Indonesia has a history of gender and sexual diversity. But hardliner Muslim groups increasingly dominate public space and have already executed several attacks on transgenders, gay men and lesbian women. So how do Muslim transgenders negotiate a space for themselves? There is little tolerance for transgenders in mosques – a strictly binary order is upheld. People must choose whether they sit with the men or with the women.
In Yogyakarta some brave and inventive transgenders have set up a boarding school for waria, as is the name for MTF transgenders. The word is a combination of wanita (woman) and pria (man). Ibu (mother, polite form of addressing a woman) Mariyani has taken the initiative. Few occupations are open to waria, they are predominantly street singers or entertainers, sex workers or beauticians. Ibu Mariyani herself graduated from sex work to opening her own beauty shop, in which she makes up brides and grooms for their weddings, in accordance to various regional traditional styles. Behind the parlour in which she works, lined with big piles of clothing and head ornaments, she has prepared a few rooms for religious purposes. From Monday to Thursday waria can come here, study the quran, and learn to sing elaborate Arabic phrases. They can also sleep over. They can choose from a pile of women’s prayer clothes (mukenah) or men’s (sarong) Muslim dress to perform their prayers, depending on their mood. A Christian priest also regularly offers his services, so that this little boarding school is a model for Indonesia’s traditional religious tolerance, which is now under attack from Muslim militia.

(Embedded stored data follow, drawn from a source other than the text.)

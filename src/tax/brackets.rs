use rust_decimal::Decimal;
use rust_decimal_macros::dec;

/// Annual exemption deducted before any income becomes taxable.
pub const TAX_THRESHOLD: Decimal = dec!(60000);

/// One row of the progressive rate table.
#[derive(Debug, Clone, Copy, PartialEq)]
pub struct Bracket {
    pub lower: Decimal,
    /// `None` marks the unbounded final bracket.
    pub upper: Option<Decimal>,
    pub rate: Decimal,
    /// Precomputed constant so the tax is a single multiply-subtract
    /// instead of summing marginal slices.
    pub quick_deduction: Decimal,
}

/// Annual comprehensive income brackets. Half-open on the low end, closed
/// on the high end: a taxable income sitting exactly on a boundary falls
/// into the lower bracket.
pub const BRACKETS: [Bracket; 7] = [
    Bracket {
        lower: dec!(0),
        upper: Some(dec!(36000)),
        rate: dec!(0.03),
        quick_deduction: dec!(0),
    },
    Bracket {
        lower: dec!(36000),
        upper: Some(dec!(144000)),
        rate: dec!(0.10),
        quick_deduction: dec!(2520),
    },
    Bracket {
        lower: dec!(144000),
        upper: Some(dec!(300000)),
        rate: dec!(0.20),
        quick_deduction: dec!(16920),
    },
    Bracket {
        lower: dec!(300000),
        upper: Some(dec!(420000)),
        rate: dec!(0.25),
        quick_deduction: dec!(31920),
    },
    Bracket {
        lower: dec!(420000),
        upper: Some(dec!(660000)),
        rate: dec!(0.30),
        quick_deduction: dec!(52920),
    },
    Bracket {
        lower: dec!(660000),
        upper: Some(dec!(960000)),
        rate: dec!(0.35),
        quick_deduction: dec!(85920),
    },
    Bracket {
        lower: dec!(960000),
        upper: None,
        rate: dec!(0.45),
        quick_deduction: dec!(181920),
    },
];

/// Find the bracket containing a positive taxable income.
///
/// The table covers `(0, +inf)` with no gaps, so a miss is a programming
/// error, not a user-facing one.
pub fn find_bracket(taxable_income: Decimal) -> &'static Bracket {
    BRACKETS
        .iter()
        .find(|bracket| {
            taxable_income > bracket.lower
                && bracket.upper.is_none_or(|upper| taxable_income <= upper)
        })
        .expect("bracket table covers (0, +inf) with no gaps")
}
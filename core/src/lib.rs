//! Client for the candidate-screening chat backend.
//!
//! # Overview
//! Three operations are exposed: upload a candidate sheet and job
//! description to start a new chat (`/newChat`), ask a question against a
//! table (`/chat`), and list the available tables (`/gettables`).
//!
//! # Design
//! - `ChatClient` is stateless and never touches the network. Each
//!   operation is split into `build_*` (produces an `HttpRequest`) and
//!   `parse_*` (consumes an `HttpResponse`), so the I/O boundary is explicit.
//! - `Transport` executes requests; `UreqTransport` is the blocking default.
//! - `BackendApi` ties the two together, one round-trip per call, logging
//!   every failure through `tracing` before returning it.

pub mod api;
pub mod client;
pub mod config;
pub mod error;
pub mod http;
pub mod transport;
pub mod types;

pub use api::BackendApi;
pub use client::ChatClient;
pub use config::ClientConfig;
pub use error::{ApiError, Operation};
pub use http::{HttpMethod, HttpRequest, HttpResponse};
pub use transport::{Transport, UreqTransport};
pub use types::{ChatMessage, NewChat, ResultEnvelope, UploadFile};
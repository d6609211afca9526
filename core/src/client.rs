//! Stateless HTTP request builder and response parser for the screening
//! backend.
//!
//! # Design
//! `ChatClient` holds only its `ClientConfig` and carries no mutable state
//! between calls. Each operation is split into a `build_*` method that
//! produces an `HttpRequest` and a `parse_*` method that consumes an
//! `HttpResponse`. The caller (or `BackendApi`) executes the round-trip in
//! between, keeping this module deterministic and free of I/O.

use std::io::Read;

use serde::de::DeserializeOwned;
use serde_json::Value;
use ureq::unversioned::multipart::{Form, Part};

use crate::config::ClientConfig;
use crate::error::{ApiError, Operation};
use crate::http::{HttpMethod, HttpRequest, HttpResponse};
use crate::types::{ChatMessage, NewChat, ResultEnvelope, UploadFile};

const JSON: &str = "application/json";

/// Synchronous, stateless client for the screening backend.
#[derive(Debug, Clone)]
pub struct ChatClient {
    config: ClientConfig,
}

impl ChatClient {
    pub fn new(config: ClientConfig) -> Self {
        Self { config }
    }

    pub fn config(&self) -> &ClientConfig {
        &self.config
    }

    /// The form is encoded up front with ureq's multipart `Form`, so the
    /// request stays plain data. Fields go out as `csv`, `pdf`, `tableName`.
    pub fn build_create_new_chat(&self, input: &NewChat) -> Result<HttpRequest, ApiError> {
        let mut form = Form::new()
            .part("csv", file_part(&input.candidates)?)
            .part("pdf", file_part(&input.job_description)?)
            .text("tableName", &input.table_name);
        let mut headers = self.config.headers.clone();
        headers.push((
            "content-type".to_string(),
            format!("multipart/form-data; boundary={}", form.boundary()),
        ));
        let mut body = Vec::new();
        form.read_to_end(&mut body)?;
        Ok(HttpRequest {
            method: HttpMethod::Post,
            url: self.url("/newChat"),
            headers,
            body: Some(body),
        })
    }

    pub fn build_send_chat_message(&self, input: &ChatMessage) -> Result<HttpRequest, ApiError> {
        let body = serde_json::to_vec(input).map_err(|e| ApiError::Serialization(e.to_string()))?;
        Ok(HttpRequest {
            method: HttpMethod::Post,
            url: self.url("/chat"),
            headers: self.json_headers(),
            body: Some(body),
        })
    }

    pub fn build_get_tables(&self) -> HttpRequest {
        HttpRequest {
            method: HttpMethod::Get,
            url: self.url("/gettables"),
            headers: self.json_headers(),
            body: None,
        }
    }

    pub fn parse_create_new_chat(&self, response: HttpResponse) -> Result<Value, ApiError> {
        check_status(&response, Operation::CreateNewChat)?;
        let envelope: ResultEnvelope = parse_json(&response)?;
        Ok(envelope.result)
    }

    pub fn parse_send_chat_message(&self, response: HttpResponse) -> Result<Value, ApiError> {
        check_status(&response, Operation::SendChatMessage)?;
        let envelope: ResultEnvelope = parse_json(&response)?;
        Ok(envelope.result)
    }

    /// Unlike the other two operations, the whole body is returned rather
    /// than its `result` field.
    pub fn parse_get_tables(&self, response: HttpResponse) -> Result<Value, ApiError> {
        check_status(&response, Operation::GetTables)?;
        parse_json(&response)
    }

    fn url(&self, path: &str) -> String {
        format!("{}{path}", self.config.base_url)
    }

    fn json_headers(&self) -> Vec<(String, String)> {
        let mut headers = self.config.headers.clone();
        headers.push(("content-type".to_string(), JSON.to_string()));
        headers
    }
}

fn file_part(file: &UploadFile) -> Result<Part<'_>, ApiError> {
    Part::bytes(&file.bytes)
        .file_name(&file.file_name)
        .mime_str(&file.content_type)
        .map_err(|e| ApiError::Serialization(format!("content type of {}: {e}", file.file_name)))
}

/// Any status outside 2xx becomes the operation's generic failure; the body
/// is ignored.
fn check_status(response: &HttpResponse, operation: Operation) -> Result<(), ApiError> {
    if response.is_success() {
        Ok(())
    } else {
        Err(ApiError::RequestFailed(operation))
    }
}

fn parse_json<T: DeserializeOwned>(response: &HttpResponse) -> Result<T, ApiError> {
    serde_json::from_str(&response.body).map_err(|e| ApiError::Deserialization(e.to_string()))
}
//! HTTP transport types for the host-does-IO pattern.
//!
//! # Design
//! These types describe HTTP requests and responses as plain data. The
//! `ChatClient` builds `HttpRequest` values and parses `HttpResponse` values
//! without touching the network; a `Transport` executes the actual exchange.
//!
//! Request bodies are raw bytes because the `/newChat` upload is a
//! multipart form carrying arbitrary file contents. Response bodies are
//! always JSON text, so they stay `String`.

/// HTTP method for a request. The backend only exposes GET and POST routes.
#[derive(Debug, Clone, Copy, PartialEq, Eq)]
pub enum HttpMethod {
    Get,
    Post,
}

impl HttpMethod {
    pub fn as_str(&self) -> &'static str {
        match self {
            HttpMethod::Get => "GET",
            HttpMethod::Post => "POST",
        }
    }
}

/// An HTTP request described as plain data.
///
/// Built by `ChatClient::build_*` methods and handed to a `Transport`.
#[derive(Debug, Clone)]
pub struct HttpRequest {
    pub method: HttpMethod,
    pub url: String,
    pub headers: Vec<(String, String)>,
    pub body: Option<Vec<u8>>,
}

impl HttpRequest {
    /// First header value matching `name`, compared case-insensitively.
    pub fn header(&self, name: &str) -> Option<&str> {
        self.headers
            .iter()
            .find(|(key, _)| key.eq_ignore_ascii_case(name))
            .map(|(_, value)| value.as_str())
    }
}

/// An HTTP response described as plain data.
///
/// Produced by a `Transport` after executing an `HttpRequest`, then passed
/// to `ChatClient::parse_*` methods.
#[derive(Debug, Clone)]
pub struct HttpResponse {
    pub status: u16,
    pub headers: Vec<(String, String)>,
    pub body: String,
}

impl HttpResponse {
    /// Whether the status lies in the 200..=299 success range.
    pub fn is_success(&self) -> bool {
        (200..300).contains(&self.status)
    }
}
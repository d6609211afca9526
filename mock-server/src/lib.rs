use std::{collections::BTreeMap, sync::Arc};

use axum::{
    extract::{Multipart, State},
    response::{IntoResponse, Response},
    routing::{get, post},
    Json, Router,
};
use serde::{Deserialize, Serialize};
use serde_json::{json, Value};
use tokio::{net::TcpListener, sync::RwLock};
use tracing::{info, warn};

pub use axum::http::StatusCode;

/// Everything the backend stored for one `/newChat` upload.
#[derive(Clone, Debug, Default, PartialEq, Eq)]
pub struct Upload {
    pub csv: Vec<u8>,
    pub csv_file_name: Option<String>,
    pub pdf: Vec<u8>,
    pub pdf_file_name: Option<String>,
    pub candidates: usize,
}

#[derive(Debug, Default)]
struct Inner {
    tables: BTreeMap<String, Upload>,
    forced_status: Option<StatusCode>,
}

#[derive(Deserialize, Serialize)]
#[serde(rename_all = "camelCase")]
pub struct ChatRequest {
    pub table_name: String,
    pub query: String,
}

/// Shared in-memory backend state, cloned into every handler.
#[derive(Clone, Debug, Default)]
pub struct MockBackend {
    inner: Arc<RwLock<Inner>>,
}

impl MockBackend {
    pub fn new() -> Self {
        Self::default()
    }

    /// Make every endpoint answer `status` until cleared with `None`.
    pub async fn fail_with(&self, status: Option<StatusCode>) {
        self.inner.write().await.forced_status = status;
    }

    pub async fn upload(&self, table_name: &str) -> Option<Upload> {
        self.inner.read().await.tables.get(table_name).cloned()
    }

    pub async fn table_names(&self) -> Vec<String> {
        self.inner.read().await.tables.keys().cloned().collect()
    }
}

pub fn app() -> Router {
    app_with(MockBackend::new())
}

pub fn app_with(backend: MockBackend) -> Router {
    Router::new()
        .route("/newChat", post(new_chat))
        .route("/chat", post(chat))
        .route("/gettables", get(get_tables))
        .with_state(backend)
}

pub async fn run(listener: TcpListener) -> Result<(), std::io::Error> {
    axum::serve(listener, app()).await
}

pub async fn run_with(listener: TcpListener, backend: MockBackend) -> Result<(), std::io::Error> {
    axum::serve(listener, app_with(backend)).await
}

fn error_response(status: StatusCode, message: impl Into<String>) -> Response {
    (status, Json(json!({ "error": message.into() }))).into_response()
}

async fn forced_failure(backend: &MockBackend) -> Option<Response> {
    let status = backend.inner.read().await.forced_status?;
    // Carries a plausible `result` so clients must not trust the body.
    Some((status, Json(json!({ "result": "forced failure" }))).into_response())
}

/// Data rows in a candidate sheet: non-empty lines after the header.
pub fn count_candidates(csv: &[u8]) -> usize {
    String::from_utf8_lossy(csv)
        .lines()
        .skip(1)
        .filter(|line| !line.trim().is_empty())
        .count()
}

async fn new_chat(State(backend): State<MockBackend>, mut multipart: Multipart) -> Response {
    if let Some(resp) = forced_failure(&backend).await {
        return resp;
    }

    let mut upload = Upload::default();
    let mut table_name = None;
    let (mut has_csv, mut has_pdf) = (false, false);

    loop {
        let field = match multipart.next_field().await {
            Ok(Some(field)) => field,
            Ok(None) => break,
            Err(err) => return error_response(StatusCode::BAD_REQUEST, err.body_text()),
        };
        let name = field.name().unwrap_or_default().to_string();
        let file_name = field.file_name().map(str::to_string);
        let bytes = match field.bytes().await {
            Ok(bytes) => bytes,
            Err(err) => return error_response(StatusCode::BAD_REQUEST, err.body_text()),
        };
        match name.as_str() {
            "csv" => {
                upload.csv = bytes.to_vec();
                upload.csv_file_name = file_name;
                has_csv = true;
            }
            "pdf" => {
                upload.pdf = bytes.to_vec();
                upload.pdf_file_name = file_name;
                has_pdf = true;
            }
            "tableName" => table_name = Some(String::from_utf8_lossy(&bytes).into_owned()),
            other => warn!(field = other, "ignoring unknown form field"),
        }
    }

    let Some(table_name) = table_name.filter(|name| !name.is_empty()) else {
        return error_response(StatusCode::BAD_REQUEST, "Missing tableName");
    };
    if !has_csv || !has_pdf {
        return error_response(StatusCode::BAD_REQUEST, "Both csv and pdf files are required");
    }

    upload.candidates = count_candidates(&upload.csv);
    let processed = upload.candidates;
    info!(table = %table_name, candidates = processed, "stored new chat upload");
    backend.inner.write().await.tables.insert(table_name, upload);

    Json(json!({
        "result": {
            "message": format!(
                "Processing completed successfully. {processed} candidates processed."
            )
        }
    }))
    .into_response()
}

async fn chat(State(backend): State<MockBackend>, Json(input): Json<ChatRequest>) -> Response {
    if let Some(resp) = forced_failure(&backend).await {
        return resp;
    }

    let inner = backend.inner.read().await;
    let Some(upload) = inner.tables.get(&input.table_name) else {
        return error_response(
            StatusCode::NOT_FOUND,
            format!("Table {} does not exist", input.table_name),
        );
    };
    let answer = format!(
        "Table {} has {} candidates. You asked: {}",
        input.table_name, upload.candidates, input.query
    );
    Json(json!({ "result": answer })).into_response()
}

async fn get_tables(State(backend): State<MockBackend>) -> Response {
    if let Some(resp) = forced_failure(&backend).await {
        return resp;
    }
    let tables: Vec<Value> = backend
        .table_names()
        .await
        .into_iter()
        .map(Value::String)
        .collect();
    Json(json!({ "tables": tables })).into_response()
}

The Al Fatah boarding school, as it is called, is protected in various ways. The land belongs to the Sultan of Yogyakarta. The king and his wife, queen Hemas, are known for their support of women’s and minority groups. In practice this translates to the protection of the sexual police. Ibu Mariyani has also managed to get the support of the local branch of the Muhammadyah, a Muslim mass organization. Even though they at times have shunned me, she says, I kept joining their meetings, and now they tolerate us. They failed to get a licence from the conservative Ministry of Religion, but registered themselves with a notary as a foundation. Ibu Mariyani and her friends steer clear from more radical sexual rights groups, though gay men and to a lesser extent lesbian women join their activities. They want respectability, and particularly respectable jobs, so they don’t have to "go out at night", the euphemism Ibu Mariyani uses for sex work. She managed to find a job as a shop attendant for a young attractive waria who was rejected by her family and ended up on her doorstep. She has a beautiful voice and sings Arabic quranic phrases for us. She learned this at a Muslim boarding school in a village where she was kicked out for slowly turning into a waria instead of an adolescent boy. The Al Fatah group also helped victims of the eruption of the Merapi volcano in 2010, and the big earthquake a few years earlier. As they don’t have money, they provided free haircuts to the refugees, in the hope that Allah in the hereafter and their neighbours in the present will notice their good deeds.
The waria of the Al Fatah boarding school regularly visit the graveyard where their friends are laid to rest. Nobody else will respect dead waria. A few months back they sent the body of a waria who had died of complications with AIDS back to her family. However her parents rejected their deceased family member and sent the body back. Ibu Mariyani then arranged for the last rites to be performed.
When we visited the boarding school in October 2011, we were welcomed by Ibu Mariyani in a splendid long gown, complete with a jilbab. The local officer of the sexual police offered a word of welcome, and some older waria performed various traditional dances. Their faces, swollen through ample application of silicon, were heavily made up. Ibu Yayu, magnificent in a transparent yellow gown over a red dress, with glittering fake jewellery, and silver high heeled shoes gave a passionate rendition of the evergreen Bengawan Solo. She managed successfully to negotiate the difficulties surrounding the high pitch of the song. Ibu Mariyani and her adopted daughter then led us around the premises. All she wants, she mused, is to lead a religious life, to support her waria friends in their efforts to get proper jobs and to educate her daughter. If her business would be successful, she might even go on the haj, she hoped.